# EXERCISE DETAILS
Reproduce the data exactly.

┄┄┄┄┄┄┄┄┄┄┄┄┄┄┄┄┄┄┄┄

impl MarketDataSubscriber for ConsoleSubscriber {
    fn on_market_data(&self, msg: &MarketDataMessage) {
        if !self.verbose {
            return;
        }
        match &msg.payload {
            Payload::Level1(l1) => info!(
                "[{}] L1 sym={} bid={}x{} ask={}x{}",
                self.id, l1.symbol, l1.bid_price, l1.bid_quantity, l1.ask_price, l1.ask_quantity
            ),
            Payload::Level2(l2) => {
                info!("[{}] L2 sym={} levels={} snapshot={}", self.id, l2.symbol, l2.levels.len(), l2.is_snapshot)
            }
            Payload::Trade(t) => info!(
                "[{}] TRADE sym={} px={} qty={} trade_id={}",
                self.id, t.symbol, t.price, t.quantity, t.trade_id
            ),
            Payload::Status(s) => info!(
                "[{}] STATUS sym={} {:?} -> {:?} ({})",
                self.id, s.symbol, s.old_state, s.new_state, s.reason
            ),
        }
    }

    fn subscriber_id(&self) -> &str {
        &self.id
    }
}
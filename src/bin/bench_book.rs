// src/bin/bench_book.rs
//
// Order-book mutation micro-benchmark: synthetic add/execute/cancel/delete
// flow against a single book, percentiles from the latency tracker.

use std::time::Instant;

use itchmux::book::{BookParams, OrderBook};
use itchmux::events::Side;
use itchmux::latency::LatencyTracker;

struct Rng(u64);

impl Rng {
    fn next(&mut self) -> u64 {
        let mut x = self.0;
        x ^= x >> 12;
        x ^= x << 25;
        x ^= x >> 27;
        self.0 = x;
        x.wrapping_mul(0x2545_f491_4f6c_dd1d)
    }

    fn below(&mut self, n: u64) -> u64 {
        self.next() % n
    }
}

fn parse_arg(args: &[String], idx: usize, default: usize) -> usize {
    args.get(idx).and_then(|s| s.parse().ok()).unwrap_or(default)
}

fn main() {
    let args: Vec<String> = std::env::args().collect();
    let ops = parse_arg(&args, 1, 1_000_000);
    let warmup = parse_arg(&args, 2, 10_000);

    let mut book = OrderBook::new(&BookParams::default());
    let mut rng = Rng(0xdead_beef_cafe_f00d);
    let mut live: Vec<u64> = Vec::with_capacity(1 << 16);
    let mut next_id: u64 = 1;
    let mut tracker = LatencyTracker::new(1 << 20);

    let op = |book: &mut OrderBook, live: &mut Vec<u64>, rng: &mut Rng, next_id: &mut u64| {
        let roll = rng.below(100);
        if live.len() < 64 || roll < 50 {
            let side = if rng.below(2) == 0 { Side::Bid } else { Side::Ask };
            let px = match side {
                Side::Bid => 49_000 + rng.below(1_000) as u32,
                Side::Ask => 50_001 + rng.below(1_000) as u32,
            };
            let id = *next_id;
            *next_id += 1;
            if book.add(id, side, 100 + rng.below(900) as u32, px) {
                live.push(id);
            }
        } else {
            let at = rng.below(live.len() as u64) as usize;
            let id = live[at];
            match roll {
                50..=74 => {
                    book.execute(id, 100);
                    if book.order(id).is_none() {
                        live.swap_remove(at);
                    }
                }
                75..=89 => {
                    book.cancel(id, 50);
                    if book.order(id).is_none() {
                        live.swap_remove(at);
                    }
                }
                _ => {
                    book.delete(id);
                    live.swap_remove(at);
                }
            }
        }
    };

    for _ in 0..warmup {
        op(&mut book, &mut live, &mut rng, &mut next_id);
    }

    let started = Instant::now();
    for _ in 0..ops {
        let t0 = Instant::now();
        op(&mut book, &mut live, &mut rng, &mut next_id);
        tracker.record(t0.elapsed().as_nanos() as u64);
    }
    let elapsed = started.elapsed();

    println!(
        "{} ops in {:.3}s ({:.0} ops/s), live_orders={} best_bid={} best_ask={}",
        ops,
        elapsed.as_secs_f64(),
        ops as f64 / elapsed.as_secs_f64(),
        book.live_orders(),
        book.best_bid(),
        book.best_ask()
    );
    println!("{}", tracker.report("book_op"));
}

┄┄┄┄┄┄┄┄┄┄┄┄┄┄┄┄┄┄┄┄

# SOLUTION
impl MarketDataSubscriber for ConsoleSubscriber {
    fn on_market_data(&self, msg: &MarketDataMessage) {
        if !self.verbose {
            return;
        }
        match &msg.payload {
            Payload::Level1(l1) => info!(
                "[{}] L1 sym={} bid={}x{} ask={}x{}",
                self.id, l1.symbol, l1.bid_price, l1.bid_quantity, l1.ask_price, l1.ask_quantity
            ),
            Payload::Level2(l2) => {
                info!("[{}] L2 sym={} levels={} snapshot={}", self.id, l2.symbol, l2.levels.len(), l2.is_snapshot)
            }
            Payload::Trade(t) => info!(
                "[{}] TRADE sym={} px={} qty={} trade_id={}",
                self.id, t.symbol, t.price, t.quantity, t.trade_id
            ),
            Payload::Status(s) => info!(
                "[{}] STATUS sym={} {:?} -> {:?} ({})",
                self.id, s.symbol, s.old_state, s.new_state, s.reason
            ),
        }
    }

    fn subscriber_id(&self) -> &str {
        &self.id
    }
}
filename src/bin/bench_book.rs
// src/bin/bench_book.rs
//
// Order-book mutation micro-benchmark: synthetic add/execute/cancel/delete
// flow against a single book, percentiles from the latency tracker.

use std::time::Instant;

use itchmux::book::{BookParams, OrderBook};
use itchmux::events::Side;
use itchmux::latency::LatencyTracker;

struct Rng(u64);

impl Rng {
    fn next(&mut self) -> u64 {
        let mut x = self.0;
        x ^= x >> 12;
        x ^= x << 25;
        x ^= x >> 27;
        self.0 = x;
        x.wrapping_mul(0x2545_f491_4f6c_dd1d)
    }

    fn below(&mut self, n: u64) -> u64 {
        self.next() % n
    }
}

fn parse_arg(args: &[String], idx: usize, default: usize) -> usize {
    args.get(idx).and_then(|s| s.parse().ok()).unwrap_or(default)
}

fn main() {
    let args: Vec<String> = std::env::args().collect();
    let ops = parse_arg(&args, 1, 1_000_000);
    let warmup = parse_arg(&args, 2, 10_000);

    let mut book = OrderBook::new(&BookParams::default());
    let mut rng = Rng(0xdead_beef_cafe_f00d);
    let mut live: Vec<u64> = Vec::with_capacity(1 << 16);
    let mut next_id: u64 = 1;
    let mut tracker = LatencyTracker::new(1 << 20);

    let op = |book: &mut OrderBook, live: &mut Vec<u64>, rng: &mut Rng, next_id: &mut u64| {
        let roll = rng.below(100);
        if live.len() < 64 || roll < 50 {
            let side = if rng.below(2) == 0 { Side::Bid } else { Side::Ask };
            let px = match side {
                Side::Bid => 49_000 + rng.below(1_000) as u32,
                Side::Ask => 50_001 + rng.below(1_000) as u32,
            };
            let id = *next_id;
            *next_id += 1;
            if book.add(id, side, 100 + rng.below(900) as u32, px) {
                live.push(id);
            }
        } else {
            let at = rng.below(live.len() as u64) as usize;
            let id = live[at];
            match roll {
                50..=74 => {
                    book.execute(id, 100);
                    if book.order(id).is_none() {
                        live.swap_remove(at);
                    }
                }
                75..=89 => {
                    book.cancel(id, 50);
                    if book.order(id).is_none() {
                        live.swap_remove(at);
                    }
                }
                _ => {
                    book.delete(id);
                    live.swap_remove(at);
                }
            }
        }
    };

    for _ in 0..warmup {
        op(&mut book, &mut live, &mut rng, &mut next_id);
    }

    let started = Instant::now();
    for _ in 0..ops {
        let t0 = Instant::now();
        op(&mut book, &mut live, &mut rng, &mut next_id);
        tracker.record(t0.elapsed().as_nanos() as u64);
    }
    let elapsed = started.elapsed();

    println!(
        "{} ops in {:.3}s ({:.0} ops/s), live_orders={} best_bid={} best_ask={}",
        ops,
        elapsed.as_secs_f64(),
        ops as f64 / elapsed.as_secs_f64(),
        book.live_orders(),
        book.best_bid(),
        book.best_ask()
    );
    println!("{}", tracker.report("book_op"));
}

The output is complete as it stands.